- Theatrical release poster
- Directed by: Madhupal
- Written by: Jeevan Job Thomas
- Produced by: T. S. Udayan A. S. Manoj
- Starring: Tovino Thomas Nimisha Sajayan Anu Sithara Saranya Ponvannan
- Cinematography: Noushad Shereef
- Edited by: V. Sajan
- Music by: Ouseppachan
- Production company: V Cinemas International
- Distributed by: V Cinemas International Sree Priya Combines
- Release date: 9 November 2018;
- Country: India
- Language: Malayalam

= Oru Kuprasidha Payyan =

2018 film directed by Madhupal

Oru Kuprasidha Payyan is a 2018 Indian crime drama film directed by Madhupal and written by Jeevan Job Thomas and produced by V Cinemas International. The film stars Tovino Thomas, Nimisha Sajayan, Anu Sithara and Saranya Ponvannan in lead roles. It released on 9 November 2018 coinciding with Deepavali. The film is based on a sensational Murder case.

==Plot==

Ajayan is a timid young man who works in a nearby hotel. He often travels to meet Chembaga Ammal who runs a catering service and supplies idlis to the hotel where Ajayan is working.
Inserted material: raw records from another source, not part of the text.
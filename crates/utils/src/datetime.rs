use std::fs::Metadata;
use std::time::SystemTime;

use chrono::{DateTime, Local};

#[allow(clippy::cast_possible_wrap)]
#[must_use]
pub fn system_time_to_datetime(time: std::io::Result<SystemTime>) -> Option<DateTime<Local>> {
    time.ok().and_then(|t| {
        t.duration_since(SystemTime::UNIX_EPOCH)
            .ok()
            .and_then(|d| DateTime::from_timestamp(d.as_secs() as i64, d.subsec_nanos()))
            .map(|utc| utc.with_timezone(&Local))
    })
}

/// When a file was added to the library: creation time, else modification time.
#[must_use]
pub fn added_time(metadata: &Metadata) -> Option<DateTime<Local>> {
    system_time_to_datetime(metadata.created()).or_else(|| system_time_to_datetime(metadata.modified()))
}

#[must_use]
pub fn format_added(time: &DateTime<Local>) -> String {
    time.format("%Y-%m-%d %H:%M").to_string()
}

#[cfg(test)]
mod tests {
    #![allow(clippy::unwrap_used)]
    #![allow(clippy::expect_used)]
    use super::*;
    use std::io;
    use std::time::Duration;

    #[test]
    fn test_system_time_to_datetime_valid_time() {
        let system_time = SystemTime::UNIX_EPOCH + Duration::from_secs(1_000_000_000);
        let datetime = system_time_to_datetime(Ok(system_time)).unwrap();
        assert_eq!(datetime.timestamp(), 1_000_000_000);
    }

    #[test]
    fn test_system_time_to_datetime_error() {
        let result = system_time_to_datetime(Err(io::Error::other("unsupported")));
        assert!(result.is_none());
    }

    #[test]
    fn test_system_time_before_epoch() {
        let before = SystemTime::UNIX_EPOCH - Duration::from_secs(10);
        assert!(system_time_to_datetime(Ok(before)).is_none());
    }

    #[test]
    fn test_added_time_for_real_file() {
        let dir = tempfile::tempdir().unwrap();
        let path = dir.path().join("a.jpg");
        std::fs::write(&path, b"x").unwrap();
        let metadata = std::fs::metadata(&path).unwrap();
        let added = added_time(&metadata).expect("platform reports mtime at least");
        let age = Local::now().signed_duration_since(added);
        assert!(age.num_seconds().abs() < 60);
    }

    #[test]
    fn test_format_added() {
        use chrono::TimeZone;
        let t = Local.with_ymd_and_hms(2024, 3, 9, 7, 5, 0).unwrap();
        assert_eq!(format_added(&t), "2024-03-09 07:05");
    }
}
mod access;
mod catalog;
mod deleter;
mod details;
mod loader;
mod triage;

pub use access::{AccessGate, FolderAccess};
pub use catalog::{FolderCatalog, MediaCatalog};
pub use deleter::{DryRunDeleter, FsDeleter, PhotoDeleter};
pub use details::{PhotoDetails, probe_details};
pub use loader::{CatalogLoader, LoadedCatalog};
pub use triage::{TriageError, TriageState};
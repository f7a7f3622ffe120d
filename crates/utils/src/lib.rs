mod bytes;
pub mod datetime;
pub mod media_types;
mod path;

pub use bytes::format_bytes;
pub use path::{APP_NAME, app_config_path, ensure_parent_dir};
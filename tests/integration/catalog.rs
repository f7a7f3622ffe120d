use color_eyre::Result;
use std::collections::HashSet;
use std::path::Path;
use std::sync::Arc;
use tempfile::TempDir;
use tokio::fs;

use photosweep_config::Settings;
use photosweep_core::{CatalogLoader, FolderCatalog, MediaCatalog, TriageState};

async fn create_test_file(path: &Path, size: usize) -> Result<()> {
    if let Some(parent) = path.parent() {
        fs::create_dir_all(parent).await?;
    }
    fs::write(path, vec![0u8; size]).await?;
    Ok(())
}

/// A small library with photos, non-photos and hidden entries.
async fn setup_library(root: &Path) -> Result<()> {
    create_test_file(&root.join("beach.jpg"), 1024).await?;
    create_test_file(&root.join("screenshot.PNG"), 2048).await?;
    create_test_file(&root.join("2023/summer/sunset.heic"), 4096).await?;
    create_test_file(&root.join("2023/raw/dsc_0001.nef"), 8192).await?;
    create_test_file(&root.join("notes.txt"), 10).await?;
    create_test_file(&root.join("2023/clip.mp4"), 100).await?;
    create_test_file(&root.join(".thumbnails/beach.jpg"), 64).await?;
    create_test_file(&root.join(".hidden.jpg"), 64).await?;
    Ok(())
}

fn names(photos: &[photosweep_models::PhotoItem]) -> HashSet<String> {
    photos.iter().map(|p| p.name.to_string()).collect()
}

#[tokio::test]
async fn test_catalog_finds_photos_recursively() -> Result<()> {
    let temp_dir = TempDir::new()?;
    setup_library(temp_dir.path()).await?;

    let photos = FolderCatalog::new(temp_dir.path().to_path_buf()).query().await?;

    assert_eq!(
        names(&photos),
        HashSet::from([
            "beach.jpg".to_string(),
            "screenshot.PNG".to_string(),
            "sunset.heic".to_string(),
            "dsc_0001.nef".to_string(),
        ])
    );
    assert!(
        photos.windows(2).all(|w| w[0].added >= w[1].added),
        "Photos should be ordered newest first"
    );
    Ok(())
}

#[tokio::test]
async fn test_catalog_respects_settings() -> Result<()> {
    let temp_dir = TempDir::new()?;
    setup_library(temp_dir.path()).await?;

    let settings = Settings {
        library_folder: Some(temp_dir.path().to_path_buf()),
        recurse_subfolders: false,
        skip_hidden_files: false,
        ..Default::default()
    };
    let photos = FolderCatalog::from_settings(&settings)?.query().await?;

    assert_eq!(
        names(&photos),
        HashSet::from([
            "beach.jpg".to_string(),
            "screenshot.PNG".to_string(),
            ".hidden.jpg".to_string(),
        ])
    );
    Ok(())
}

#[tokio::test]
async fn test_sizes_and_ids_are_stable() -> Result<()> {
    let temp_dir = TempDir::new()?;
    setup_library(temp_dir.path()).await?;
    let catalog = FolderCatalog::new(temp_dir.path().to_path_buf());

    let first = catalog.query().await?;
    let second = catalog.query().await?;

    let beach = first.iter().find(|p| &*p.name == "beach.jpg").expect("beach.jpg");
    assert_eq!(beach.size, 1024);
    let ids = |v: &[photosweep_models::PhotoItem]| v.iter().map(|p| p.id).collect::<Vec<_>>();
    assert_eq!(ids(&first), ids(&second));
    Ok(())
}

#[tokio::test]
async fn test_rescan_keeps_trashed_photos_out_of_review() -> Result<()> {
    let temp_dir = TempDir::new()?;
    setup_library(temp_dir.path()).await?;
    let catalog: Arc<dyn MediaCatalog> = Arc::new(FolderCatalog::new(temp_dir.path().to_path_buf()));
    let mut loader = CatalogLoader::new(catalog);
    let mut triage = TriageState::new();

    loader.start();
    let loaded = loader.wait().await.expect("first load");
    assert_eq!(triage.replace_active(loaded.photos), 4);

    let first = triage.current().expect("a photo to review").id;
    triage.trash(first)?;

    loader.start();
    let loaded = loader.wait().await.expect("second load");
    assert_eq!(loaded.result.photos_found, 4);
    assert_eq!(triage.replace_active(loaded.photos), 3);
    assert!(triage.is_trashed(first));
    assert!(!triage.is_active(first));
    Ok(())
}

#[tokio::test]
async fn test_missing_library_loads_as_empty_with_error() -> Result<()> {
    let temp_dir = TempDir::new()?;
    let catalog: Arc<dyn MediaCatalog> = Arc::new(FolderCatalog::new(temp_dir.path().join("gone")));
    let mut loader = CatalogLoader::new(catalog);

    loader.start();
    let loaded = loader.wait().await.expect("a result even on failure");

    assert!(loaded.photos.is_empty());
    assert!(loaded.result.error.is_some());
    Ok(())
}
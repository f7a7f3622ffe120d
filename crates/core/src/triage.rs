use ahash::AHashSet;
use photosweep_models::{PhotoId, PhotoItem, PurgeOutcome, PurgeRequest};
use smallvec::SmallVec;
use std::path::PathBuf;
use std::sync::Arc;
use tracing::{debug, info, warn};
use uuid::Uuid;

/// How many photos of the active queue are on screen at once.
pub const VISIBLE_CARDS: usize = 2;

#[derive(Debug, Clone, PartialEq, Eq, thiserror::Error)]
pub enum TriageError {
    #[error("photo {0} is not awaiting review")]
    NotActive(PhotoId),
    #[error("photo {0} is not in the trash")]
    NotTrashed(PhotoId),
    #[error("the trash is empty")]
    EmptyTrash,
    #[error("a purge is already in progress")]
    PurgePending,
    #[error("no purge with id {0} is in progress")]
    UnknownPurge(Uuid),
}

#[derive(Debug)]
struct PendingPurge {
    request_id: Uuid,
    ids: AHashSet<PhotoId>,
}

/// The two triage lists and the only operations allowed to change them.
///
/// `active` is the review queue in catalog order (newest first). `trash` holds
/// photos marked for deletion, most recently trashed first. A photo is never in
/// both lists at once.
#[derive(Debug, Default)]
pub struct TriageState {
    active: Vec<Arc<PhotoItem>>,
    trash: Vec<Arc<PhotoItem>>,
    pending: Option<PendingPurge>,
}

impl TriageState {
    #[must_use]
    pub fn new() -> Self {
        Self::default()
    }

    #[must_use]
    pub fn active(&self) -> &[Arc<PhotoItem>] {
        &self.active
    }

    #[must_use]
    pub fn trashed(&self) -> &[Arc<PhotoItem>] {
        &self.trash
    }

    /// The photo currently up for a decision.
    #[must_use]
    pub fn current(&self) -> Option<&Arc<PhotoItem>> {
        self.active.first()
    }

    /// Front of the queue as drawn on screen, front-most first.
    #[must_use]
    pub fn visible(&self) -> SmallVec<[Arc<PhotoItem>; VISIBLE_CARDS]> {
        self.active.iter().take(VISIBLE_CARDS).cloned().collect()
    }

    /// True when nothing is left to review, whatever the trash holds.
    #[must_use]
    pub fn is_empty(&self) -> bool {
        self.active.is_empty()
    }

    #[must_use]
    pub fn trash_len(&self) -> usize {
        self.trash.len()
    }

    #[must_use]
    pub fn trash_size(&self) -> u64 {
        self.trash.iter().map(|p| p.size).sum()
    }

    #[must_use]
    pub fn purge_pending(&self) -> bool {
        self.pending.is_some()
    }

    #[must_use]
    pub fn is_active(&self, id: PhotoId) -> bool {
        self.active.iter().any(|p| p.id == id)
    }

    #[must_use]
    pub fn is_trashed(&self, id: PhotoId) -> bool {
        self.trash.iter().any(|p| p.id == id)
    }

    #[must_use]
    pub fn find(&self, id: PhotoId) -> Option<&Arc<PhotoItem>> {
        self.active.iter().chain(self.trash.iter()).find(|p| p.id == id)
    }

    /// Replaces the review queue with a fresh catalog load.
    ///
    /// Photos already in the trash are left out so they are not offered twice.
    /// Returns the new queue length.
    pub fn replace_active(&mut self, photos: Vec<Arc<PhotoItem>>) -> usize {
        let trashed: AHashSet<PhotoId> = self.trash.iter().map(|p| p.id).collect();
        let loaded = photos.len();
        self.active = photos.into_iter().filter(|p| !trashed.contains(&p.id)).collect();

        let skipped = loaded - self.active.len();
        if skipped > 0 {
            debug!("Skipped {} loaded photos already in the trash", skipped);
        }
        info!("Review queue replaced: {} photos", self.active.len());
        self.active.len()
    }

    /// Marks an active photo for deletion.
    ///
    /// # Errors
    ///
    /// Returns [`TriageError::NotActive`] if the photo is not in the queue.
    pub fn trash(&mut self, id: PhotoId) -> Result<(), TriageError> {
        let photo = Self::take(&mut self.active, id).ok_or(TriageError::NotActive(id))?;
        debug!("Trashed {:?}", photo.location);
        self.trash.insert(0, photo);
        Ok(())
    }

    /// Drops an active photo from the queue without marking it.
    ///
    /// # Errors
    ///
    /// Returns [`TriageError::NotActive`] if the photo is not in the queue.
    pub fn keep(&mut self, id: PhotoId) -> Result<(), TriageError> {
        let photo = Self::take(&mut self.active, id).ok_or(TriageError::NotActive(id))?;
        debug!("Kept {:?}", photo.location);
        Ok(())
    }

    /// Moves a trashed photo back to the front of the queue.
    ///
    /// # Errors
    ///
    /// Returns [`TriageError::NotTrashed`] if the photo is not in the trash, or
    /// [`TriageError::PurgePending`] if it is part of a purge in progress.
    pub fn recover(&mut self, id: PhotoId) -> Result<(), TriageError> {
        if self.pending.as_ref().is_some_and(|p| p.ids.contains(&id)) {
            return Err(TriageError::PurgePending);
        }
        let photo = Self::take(&mut self.trash, id).ok_or(TriageError::NotTrashed(id))?;
        debug!("Recovered {:?}", photo.location);
        self.active.insert(0, photo);
        Ok(())
    }

    /// Snapshots the trash into a purge request and marks it in progress.
    ///
    /// # Errors
    ///
    /// Returns [`TriageError::EmptyTrash`] if there is nothing to purge, or
    /// [`TriageError::PurgePending`] while another purge is unresolved.
    pub fn request_purge(&mut self) -> Result<PurgeRequest, TriageError> {
        if self.pending.is_some() {
            return Err(TriageError::PurgePending);
        }
        if self.trash.is_empty() {
            return Err(TriageError::EmptyTrash);
        }

        let locations: Vec<PathBuf> = self.trash.iter().map(|p| p.location.clone()).collect();
        let request = PurgeRequest::new(locations, self.trash_size());
        self.pending = Some(PendingPurge {
            request_id: request.id,
            ids: self.trash.iter().map(|p| p.id).collect(),
        });

        info!("Purge {} requested for {} photos", request.id, request.len());
        Ok(request)
    }

    /// Applies the outcome of a purge and clears the in-progress mark.
    ///
    /// `Granted` removes every requested photo from the trash, `Partial` keeps
    /// only the ones that failed, `Denied` and `Failed` change nothing.
    /// Returns how many photos left the trash.
    ///
    /// # Errors
    ///
    /// Returns [`TriageError::UnknownPurge`] if `request_id` is not the purge in progress.
    pub fn complete_purge(&mut self, request_id: Uuid, outcome: &PurgeOutcome) -> Result<usize, TriageError> {
        let pending = match self.pending.take() {
            Some(p) if p.request_id == request_id => p,
            other => {
                self.pending = other;
                return Err(TriageError::UnknownPurge(request_id));
            }
        };

        let before = self.trash.len();
        match outcome {
            PurgeOutcome::Granted => {
                self.trash.retain(|p| !pending.ids.contains(&p.id));
            }
            PurgeOutcome::Partial { failed } => {
                self.trash
                    .retain(|p| !pending.ids.contains(&p.id) || failed.contains(&p.location));
                warn!("Purge {} left {} photos behind", request_id, failed.len());
            }
            PurgeOutcome::Denied | PurgeOutcome::Failed(_) => {}
        }

        let removed = before - self.trash.len();
        info!("Purge {} finished ({}): {} photos removed", request_id, outcome, removed);
        Ok(removed)
    }

    fn take(list: &mut Vec<Arc<PhotoItem>>, id: PhotoId) -> Option<Arc<PhotoItem>> {
        let index = list.iter().position(|p| p.id == id)?;
        Some(list.remove(index))
    }
}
He shares a bond with Chenbakam as she treats him like her own son. Ajayan falls for Jalaja, a co-worker wish to marry each other. One dark night, a loud noise is heard from Chembaga Ammal's house around 12:30 am. It is found that Chembaga Ammal has been stabbed and she was struggling for her life. Neighbours see a person running from the spot. Chembaga Ammal died in the hospital and the police is informed about the incident. For one year, the case did not end and the culprits are not found by the local police. This led to frustration among the public and the case is transferred to the Crime Branch. Pressurized, the crime branch police decided to fix Ajayan as the culprit to solve the case. They created suitable evidence to fix Ajayan as the murderer.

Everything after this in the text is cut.